• [WHAT IS NEEDED] Identify each line below that contains the word "find", and copy it out.

• [Saved entries]
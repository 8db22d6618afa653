// This Source Code Form is subject to the terms of the Mozilla Public
// License, v. 2.0. If a copy of the MPL was not distributed with this
// file, You can obtain one at https://mozilla.org/MPL/2.0/.

//! Loading a JSON description of a node's world into the in-memory
//! backends.

use std::path::Path;

use anyhow::Context;
use cumulus::disk::{Disk, StoredDisks};
use cumulus::memory::MemoryCollection;
use cumulus::store::{self, Collection};
use cumulus::vm::VirtualMachineSpec;
use cumulus::vpc::{StoredVpcs, Vpc};
use cumulus::Instance;
use serde::Deserialize;

/// The state of the world as a JSON document. Instances that carry an id
/// are loaded as already-persisted records; the rest are inserted and
/// assigned one. `running` holds the specs currently active on the
/// hypervisor, matched to instances by id.
#[derive(Debug, Default, Deserialize)]
#[serde(default)]
pub struct Fixture {
    pub vpcs: Vec<Vpc>,
    pub disks: Vec<Disk>,
    pub instances: Vec<Instance>,
    pub running: Vec<VirtualMachineSpec>,
}

pub fn load(path: &Path) -> anyhow::Result<Fixture> {
    let contents = std::fs::read_to_string(path)
        .with_context(|| format!("reading fixture {}", path.display()))?;
    serde_json::from_str(&contents)
        .with_context(|| format!("parsing fixture {}", path.display()))
}

pub struct Backends {
    pub instances: MemoryCollection,
    pub disks: MemoryCollection,
    pub vpcs: MemoryCollection,
    pub jobs: MemoryCollection,
    pub running: Vec<VirtualMachineSpec>,
}

impl Backends {
    pub fn new(fixture: Fixture) -> anyhow::Result<Self> {
        let backends = Backends {
            instances: MemoryCollection::new("instances"),
            disks: MemoryCollection::new("disks"),
            vpcs: MemoryCollection::new("vpcs"),
            jobs: MemoryCollection::new("tasks"),
            running: fixture.running,
        };

        let vpcs = StoredVpcs::new(&backends.vpcs);
        for vpc in &fixture.vpcs {
            vpcs.insert(vpc)
                .with_context(|| format!("loading vpc {}", vpc.id))?;
        }

        let disks = StoredDisks::new(&backends.disks);
        for disk in &fixture.disks {
            disks
                .insert(disk)
                .with_context(|| format!("loading disk {}", disk.id))?;
        }

        for mut inst in fixture.instances {
            match inst.id {
                Some(id) => {
                    let doc = store::to_document(&inst)?;
                    backends
                        .instances
                        .insert(Some(&id.to_string()), doc)
                        .with_context(|| format!("loading instance {id}"))?;
                }
                None => {
                    inst.insert(&backends.instances).with_context(|| {
                        format!("inserting instance {:?}", inst.name)
                    })?;
                }
            }
        }

        Ok(backends)
    }

    /// Every stored instance, in id order.
    pub fn stored_instances(&self) -> anyhow::Result<Vec<Instance>> {
        let mut out = Vec::new();
        for id in self.instances.ids()? {
            out.push(store::from_document(self.instances.find(&id)?)?);
        }
        Ok(out)
    }

    pub fn running_spec(&self, inst: &Instance) -> Option<&VirtualMachineSpec> {
        self.running.iter().find(|spec| Some(spec.id) == inst.id)
    }
}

• [ANSWER SECTION]
            out.push(store::from_document(self.instances.find(&id)?)?);
        self.running.iter().find(|spec| Some(spec.id) == inst.id)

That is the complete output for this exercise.